1995 Volume 26 Issue 4 Pages 845-856
The safety, tolerability and pharmacokinetics of DO-309 (doxofylline: DOX), a new anti-asthmatic agent, were investigated in 30 healthy male volunteers after single oral administration of 200 mg, 400 mg, 800 mg, 1, 000 mg and 1, 200 mg DO-309 in a doseescalating fashion. During the study, the effect of food intake on the kinetics of DO-309 was determined in 6 subjects after a 400 mg single dose during fasting and at 30 minutes after a meal with a cross-over design. The effect of smoking was also evaluated in 8 subjects (4 smokers and 4 non-smokers) given 400 mg DO-309 during fasting.

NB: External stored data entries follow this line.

//! # OpenAPI Specification Assembly
//!
//! Assembles all utoipa-documented routes into a single OpenAPI document,
//! served at `/openapi.json`.

use axum::routing::get;
use axum::{Json, Router};
use utoipa::OpenApi;

use crate::state::AppState;

/// Assembled OpenAPI spec for the entire API surface.
#[derive(OpenApi)]
#[openapi(
    info(
        title = "fwends API",
        version = "0.1.0",
        description = "Packs of image and audio resources addressed by role and string."
    ),
    paths(
        // Packs
        crate::routes::packs::list_packs,
        crate::routes::packs::create_pack,
        crate::routes::packs::get_pack,
        crate::routes::packs::rename_pack,
        crate::routes::packs::delete_pack,
        crate::routes::packs::delete_role,
        crate::routes::packs::delete_pair,
        crate::routes::packs::upload_resource,
        // Media
        crate::routes::media::read_media,
        // Auth
        crate::routes::auth::auth_config,
        crate::routes::auth::verify_session,
        crate::routes::auth::authenticate,
        // Health
        crate::routes::health::health,
    ),
    components(schemas(
        crate::error::ErrorBody,
        crate::error::ErrorDetail,
        crate::routes::packs::PackTitleRequest,
        crate::routes::packs::CreatePackResponse,
        crate::routes::packs::PackSummaryResponse,
        crate::routes::packs::PackResponse,
        crate::routes::packs::RoleResponse,
        crate::routes::packs::StringResponse,
        crate::routes::auth::AuthConfigResponse,
        crate::routes::auth::AuthenticateRequest,
        crate::routes::health::HealthResponse,
        crate::routes::health::ServiceHealth,
    )),
    tags(
        (name = "packs", description = "Pack CRUD, upload and deletion"),
        (name = "media", description = "Resource reads"),
        (name = "auth", description = "Sessions"),
        (name = "health", description = "Dependency status"),
    )
)]
pub struct ApiDoc;

/// Build the OpenAPI router.
pub fn router() -> Router<AppState> {
    Router::new().route("/openapi.json", get(openapi_json))
}

/// GET /openapi.json: Return the generated OpenAPI specification.
async fn openapi_json() -> Json<utoipa::openapi::OpenApi> {
    Json(ApiDoc::openapi())
}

All subjects completed the study without any adverse effects. No apparent changes in blood pressure, pulse rate, body temperature or clinical laboratory data were observed in any subject. In the dose-escalating study, the absorption of DOX was rapid (tmax: 0.60 -0.86 h) following administration of DO-309. Non-linear pharmacokinetics were observed for t1/2, Cmax and AUC of DOX with a dose-dependent increase after each dose. A dose-related increase, however was observed for Cmax and AUC of the main metabolites of DOX, theophylline-7-acetic acid (T-7 A) and hydroxyethyl theophylline (OH-ET). Total urinary excretion of DO-309 for 48 hours was around 70-80% of the dose adminis tered in each step.T-7 A was a major component of the total excreted into urine ; a very slight amount of DOX was found. Food intake slightly delayed tmax and decreased Cmax of DOX but did not change t1/2 and AUC of the drug. Regarding the influence of smoking on the pharmacokinetics of DO-309, AUC and Cmax of DOX were remarkably decreased in smokers, while no change was observed for those of the metabolites.
Single oral administration of DO-309 was well tolerated within the dose range used in this study and the results support the feasibility of repeat administration of DO-309 in healthy male volunteers.